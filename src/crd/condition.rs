//! # Conditions
//!
//! Status conditions written on every reconciliation so that failures are
//! diagnosable without log access.
//!
//! Two condition types are maintained:
//! - `Ready`: Available, Creating, Deleting, Unavailable
//! - `Synced`: ReconcileSuccess, ReconcileError

use serde::{Deserialize, Serialize};

pub const TYPE_READY: &str = "Ready";
pub const TYPE_SYNCED: &str = "Synced";

/// Condition represents a status condition for the resource
#[derive(Debug, Clone, PartialEq, Eq, Deserialize, Serialize, schemars::JsonSchema)]
#[serde(rename_all = "camelCase")]
pub struct Condition {
    /// Type of condition
    pub r#type: String,
    /// Status of condition (True, False, Unknown)
    pub status: String,
    /// Last transition time
    #[serde(default)]
    pub last_transition_time: Option<String>,
    /// Reason for condition
    #[serde(default)]
    pub reason: Option<String>,
    /// Message describing condition
    #[serde(default)]
    pub message: Option<String>,
}

impl Condition {
    fn new(r#type: &str, status: &str, reason: &str, message: Option<String>) -> Self {
        Self {
            r#type: r#type.to_string(),
            status: status.to_string(),
            last_transition_time: Some(chrono::Utc::now().to_rfc3339()),
            reason: Some(reason.to_string()),
            message,
        }
    }

    /// The external resource exists and is usable
    pub fn available() -> Self {
        Self::new(TYPE_READY, "True", "Available", None)
    }

    /// The external resource is being created
    pub fn creating() -> Self {
        Self::new(TYPE_READY, "False", "Creating", None)
    }

    /// The external resource is being deleted
    pub fn deleting() -> Self {
        Self::new(TYPE_READY, "False", "Deleting", None)
    }

    /// The external resource is not (yet) usable
    pub fn unavailable() -> Self {
        Self::new(TYPE_READY, "False", "Unavailable", None)
    }

    /// The last reconciliation succeeded
    pub fn reconcile_success() -> Self {
        Self::new(TYPE_SYNCED, "True", "ReconcileSuccess", None)
    }

    /// The last reconciliation failed
    pub fn reconcile_error(err: &crate::Error) -> Self {
        Self::new(TYPE_SYNCED, "False", err.reason(), Some(err.to_string()))
    }

    /// Equal apart from the transition time
    pub fn same_state(&self, other: &Condition) -> bool {
        self.r#type == other.r#type
            && self.status == other.status
            && self.reason == other.reason
            && self.message == other.message
    }
}

/// Merge `updates` into `conditions`, one condition per type.
///
/// A condition that did not change keeps its original transition time so that
/// repeated reconciliations do not churn the status.
pub fn set_conditions(conditions: &mut Vec<Condition>, updates: Vec<Condition>) {
    for update in updates {
        match conditions.iter_mut().find(|c| c.r#type == update.r#type) {
            Some(existing) if existing.same_state(&update) => {}
            Some(existing) => *existing = update,
            None => conditions.push(update),
        }
    }
}

/// Look up a condition by type
pub fn get_condition<'a>(conditions: &'a [Condition], r#type: &str) -> Option<&'a Condition> {
    conditions.iter().find(|c| c.r#type == r#type)
}
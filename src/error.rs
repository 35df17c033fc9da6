//! # Errors
//!
//! Error kinds surfaced by the reconcilers.
//!
//! Every component returns the first error it encounters, annotated with the
//! operation that failed. Only two conditions are swallowed by design of the
//! callers: a connection secret that does not exist yet while harvesting, and
//! a not-found result while deleting.

use crate::composition::PatchError;
use crate::provider::ProviderError;
use crate::store::StoreError;
use thiserror::Error;

/// Result alias used across the library
pub type Result<T, E = Error> = std::result::Result<T, E>;

#[derive(Debug, Error)]
pub enum Error {
    /// The provider could not be resolved or its credentials are unusable.
    /// Fatal for this tick; the next trigger retries the whole reconciliation.
    #[error("cannot connect to provider: {0}")]
    Connection(String),

    /// A referenced object does not exist
    #[error("{kind} {name} not found")]
    NotFound { kind: String, name: String },

    /// Ownership or identity mismatch on apply or secret write
    #[error("conflict: {0}")]
    Conflict(String),

    /// The patch at `index` could not be applied
    #[error("cannot apply the patch at index {index}: {source}")]
    Patch {
        index: usize,
        #[source]
        source: PatchError,
    },

    /// Any provider failure other than the not-found sentinel
    #[error("cannot {operation} external resource: {source}")]
    Provider {
        operation: &'static str,
        #[source]
        source: ProviderError,
    },

    /// Object store failure
    #[error("cannot {operation}: {source}")]
    Store {
        operation: &'static str,
        #[source]
        source: StoreError,
    },

    /// A composed template is unusable (e.g. base is not an object)
    #[error("invalid composed template: {0}")]
    InvalidTemplate(String),

    /// A managed resource spec is missing something the external API requires
    #[error("invalid managed resource: {0}")]
    InvalidResource(String),

    #[error("serialization error: {0}")]
    Serialization(#[from] serde_json::Error),
}

impl Error {
    /// Wrap a store error with the operation that produced it.
    /// Ownership conflicts detected by the store surface as `Error::Conflict`.
    pub fn store(operation: &'static str, source: StoreError) -> Self {
        match source {
            StoreError::OwnershipConflict(message) => Error::Conflict(message),
            source => Error::Store { operation, source },
        }
    }

    /// Wrap a provider error with the operation that produced it
    pub fn provider(operation: &'static str, source: ProviderError) -> Self {
        Error::Provider { operation, source }
    }

    /// True if this error means the object is gone
    pub fn is_not_found(&self) -> bool {
        match self {
            Error::NotFound { .. } => true,
            Error::Store { source, .. } => source.is_not_found(),
            Error::Provider { source, .. } => source.is_not_found(),
            _ => false,
        }
    }

    /// True if this error is an ownership/identity conflict
    pub fn is_conflict(&self) -> bool {
        matches!(self, Error::Conflict(_))
    }

    /// Short machine-readable reason used in status conditions and metrics
    pub fn reason(&self) -> &'static str {
        match self {
            Error::Connection(_) => "ConnectionError",
            Error::NotFound { .. } => "NotFound",
            Error::Conflict(_) => "ConflictError",
            Error::Patch { .. } => "PatchError",
            Error::Provider { .. } => "TransientProviderError",
            Error::Store { .. } => "StoreError",
            Error::InvalidTemplate(_) => "InvalidTemplate",
            Error::InvalidResource(_) => "InvalidResource",
            Error::Serialization(_) => "SerializationError",
        }
    }
}
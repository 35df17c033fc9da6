fn main() {
    // BUILD_* variables set by CI take precedence so image builds are reproducible
    let timestamp = std::env::var("BUILD_TIMESTAMP")
        .ok()
        .and_then(|ts| ts.parse::<u64>().ok())
        .unwrap_or_else(|| chrono::Utc::now().timestamp().unsigned_abs());

    let datetime = std::env::var("BUILD_DATETIME")
        .unwrap_or_else(|_| chrono::Utc::now().format("%Y-%m-%d %H:%M:%S UTC").to_string());

    let git_hash = std::env::var("BUILD_GIT_HASH")
        .unwrap_or_else(|_| git_hash().unwrap_or_else(|| "unknown".to_string()));

    println!("cargo:rustc-env=BUILD_TIMESTAMP={timestamp}");
    println!("cargo:rustc-env=BUILD_DATETIME={datetime}");
    println!("cargo:rustc-env=BUILD_GIT_HASH={git_hash}");

    println!("cargo:rerun-if-changed=build.rs");
    println!("cargo:rerun-if-env-changed=BUILD_TIMESTAMP");
    println!("cargo:rerun-if-env-changed=BUILD_GIT_HASH");
}

fn git_hash() -> Option<String> {
    use std::process::Command;

    let output = Command::new("git")
        .args(["rev-parse", "--short", "HEAD"])
        .output()
        .ok()?;
    if !output.status.success() {
        return None;
    }
    let hash = String::from_utf8(output.stdout).ok()?;

    let dirty = Command::new("git")
        .args(["diff", "--quiet"])
        .output()
        .is_ok_and(|output| !output.status.success());

    Some(format!("{}{}", hash.trim(), if dirty { "-dirty" } else { "" }))
}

_DIRECTIONS FOR THIS TASK_. Take the listing above and set it down exactly.

_TASK ANSWER_.
filename src/crd/condition.rs
//! # Conditions
//!
//! Status conditions written on every reconciliation so that failures are
//! diagnosable without log access.
//!
//! Two condition types are maintained:
//! - `Ready`: Available, Creating, Deleting, Unavailable
//! - `Synced`: ReconcileSuccess, ReconcileError

use serde::{Deserialize, Serialize};

pub const TYPE_READY: &str = "Ready";
pub const TYPE_SYNCED: &str = "Synced";

/// Condition represents a status condition for the resource
#[derive(Debug, Clone, PartialEq, Eq, Deserialize, Serialize, schemars::JsonSchema)]
#[serde(rename_all = "camelCase")]
pub struct Condition {
    /// Type of condition
    pub r#type: String,
    /// Status of condition (True, False, Unknown)
    pub status: String,
    /// Last transition time
    #[serde(default)]
    pub last_transition_time: Option<String>,
    /// Reason for condition
    #[serde(default)]
    pub reason: Option<String>,
    /// Message describing condition
    #[serde(default)]
    pub message: Option<String>,
}

impl Condition {
    fn new(r#type: &str, status: &str, reason: &str, message: Option<String>) -> Self {
        Self {
            r#type: r#type.to_string(),
            status: status.to_string(),
            last_transition_time: Some(chrono::Utc::now().to_rfc3339()),
            reason: Some(reason.to_string()),
            message,
        }
    }

    /// The external resource exists and is usable
    pub fn available() -> Self {
        Self::new(TYPE_READY, "True", "Available", None)
    }

    /// The external resource is being created
    pub fn creating() -> Self {
        Self::new(TYPE_READY, "False", "Creating", None)
    }

    /// The external resource is being deleted
    pub fn deleting() -> Self {
        Self::new(TYPE_READY, "False", "Deleting", None)
    }

    /// The external resource is not (yet) usable
    pub fn unavailable() -> Self {
        Self::new(TYPE_READY, "False", "Unavailable", None)
    }

    /// The last reconciliation succeeded
    pub fn reconcile_success() -> Self {
        Self::new(TYPE_SYNCED, "True", "ReconcileSuccess", None)
    }

    /// The last reconciliation failed
    pub fn reconcile_error(err: &crate::Error) -> Self {
        Self::new(TYPE_SYNCED, "False", err.reason(), Some(err.to_string()))
    }

    /// Equal apart from the transition time
    pub fn same_state(&self, other: &Condition) -> bool {
        self.r#type == other.r#type
            && self.status == other.status
            && self.reason == other.reason
            && self.message == other.message
    }
}

/// Merge `updates` into `conditions`, one condition per type.
///
/// A condition that did not change keeps its original transition time so that
/// repeated reconciliations do not churn the status.
pub fn set_conditions(conditions: &mut Vec<Condition>, updates: Vec<Condition>) {
    for update in updates {
        match conditions.iter_mut().find(|c| c.r#type == update.r#type) {
            Some(existing) if existing.same_state(&update) => {}
            Some(existing) => *existing = update,
            None => conditions.push(update),
        }
    }
}

/// Look up a condition by type
pub fn get_condition<'a>(conditions: &'a [Condition], r#type: &str) -> Option<&'a Condition> {
    conditions.iter().find(|c| c.r#type == r#type)
}
filename src/error.rs
repository 35df17c033fc9da6
//! # Errors
//!
//! Error kinds surfaced by the reconcilers.
//!
//! Every component returns the first error it encounters, annotated with the
//! operation that failed. Only two conditions are swallowed by design of the
//! callers: a connection secret that does not exist yet while harvesting, and
//! a not-found result while deleting.

use crate::composition::PatchError;
use crate::provider::ProviderError;
use crate::store::StoreError;
use thiserror::Error;

/// Result alias used across the library
pub type Result<T, E = Error> = std::result::Result<T, E>;

#[derive(Debug, Error)]
pub enum Error {
    /// The provider could not be resolved or its credentials are unusable.
    /// Fatal for this tick; the next trigger retries the whole reconciliation.
    #[error("cannot connect to provider: {0}")]
    Connection(String),

    /// A referenced object does not exist
    #[error("{kind} {name} not found")]
    NotFound { kind: String, name: String },

    /// Ownership or identity mismatch on apply or secret write
    #[error("conflict: {0}")]
    Conflict(String),

    /// The patch at `index` could not be applied
    #[error("cannot apply the patch at index {index}: {source}")]
    Patch {
        index: usize,
        #[source]
        source: PatchError,
    },

    /// Any provider failure other than the not-found sentinel
    #[error("cannot {operation} external resource: {source}")]
    Provider {
        operation: &'static str,
        #[source]
        source: ProviderError,
    },

    /// Object store failure
    #[error("cannot {operation}: {source}")]
    Store {
        operation: &'static str,
        #[source]
        source: StoreError,
    },

    /// A composed template is unusable (e.g. base is not an object)
    #[error("invalid composed template: {0}")]
    InvalidTemplate(String),

    /// A managed resource spec is missing something the external API requires
    #[error("invalid managed resource: {0}")]
    InvalidResource(String),

    #[error("serialization error: {0}")]
    Serialization(#[from] serde_json::Error),
}

impl Error {
    /// Wrap a store error with the operation that produced it.
    /// Ownership conflicts detected by the store surface as `Error::Conflict`.
    pub fn store(operation: &'static str, source: StoreError) -> Self {
        match source {
            StoreError::OwnershipConflict(message) => Error::Conflict(message),
            source => Error::Store { operation, source },
        }
    }

    /// Wrap a provider error with the operation that produced it
    pub fn provider(operation: &'static str, source: ProviderError) -> Self {
        Error::Provider { operation, source }
    }

    /// True if this error means the object is gone
    pub fn is_not_found(&self) -> bool {
        match self {
            Error::NotFound { .. } => true,
            Error::Store { source, .. } => source.is_not_found(),
            Error::Provider { source, .. } => source.is_not_found(),
            _ => false,
        }
    }

    /// True if this error is an ownership/identity conflict
    pub fn is_conflict(&self) -> bool {
        matches!(self, Error::Conflict(_))
    }

    /// Short machine-readable reason used in status conditions and metrics
    pub fn reason(&self) -> &'static str {
        match self {
            Error::Connection(_) => "ConnectionError",
            Error::NotFound { .. } => "NotFound",
            Error::Conflict(_) => "ConflictError",
            Error::Patch { .. } => "PatchError",
            Error::Provider { .. } => "TransientProviderError",
            Error::Store { .. } => "StoreError",
            Error::InvalidTemplate(_) => "InvalidTemplate",
            Error::InvalidResource(_) => "InvalidResource",
            Error::Serialization(_) => "SerializationError",
        }
    }
}
repository 35df17c033fc9da6
fn main() {
    // BUILD_* variables set by CI take precedence so image builds are reproducible
    let timestamp = std::env::var("BUILD_TIMESTAMP")
        .ok()
        .and_then(|ts| ts.parse::<u64>().ok())
        .unwrap_or_else(|| chrono::Utc::now().timestamp().unsigned_abs());

    let datetime = std::env::var("BUILD_DATETIME")
        .unwrap_or_else(|_| chrono::Utc::now().format("%Y-%m-%d %H:%M:%S UTC").to_string());

    let git_hash = std::env::var("BUILD_GIT_HASH")
        .unwrap_or_else(|_| git_hash().unwrap_or_else(|| "unknown".to_string()));

    println!("cargo:rustc-env=BUILD_TIMESTAMP={timestamp}");
    println!("cargo:rustc-env=BUILD_DATETIME={datetime}");
    println!("cargo:rustc-env=BUILD_GIT_HASH={git_hash}");

    println!("cargo:rerun-if-changed=build.rs");
    println!("cargo:rerun-if-env-changed=BUILD_TIMESTAMP");
    println!("cargo:rerun-if-env-changed=BUILD_GIT_HASH");
}

fn git_hash() -> Option<String> {
    use std::process::Command;

    let output = Command::new("git")
        .args(["rev-parse", "--short", "HEAD"])
        .output()
        .ok()?;
    if !output.status.success() {
        return None;
    }
    let hash = String::from_utf8(output.stdout).ok()?;

    let dirty = Command::new("git")
        .args(["diff", "--quiet"])
        .output()
        .is_ok_and(|output| !output.status.success());

    Some(format!("{}{}", hash.trim(), if dirty { "-dirty" } else { "" }))
}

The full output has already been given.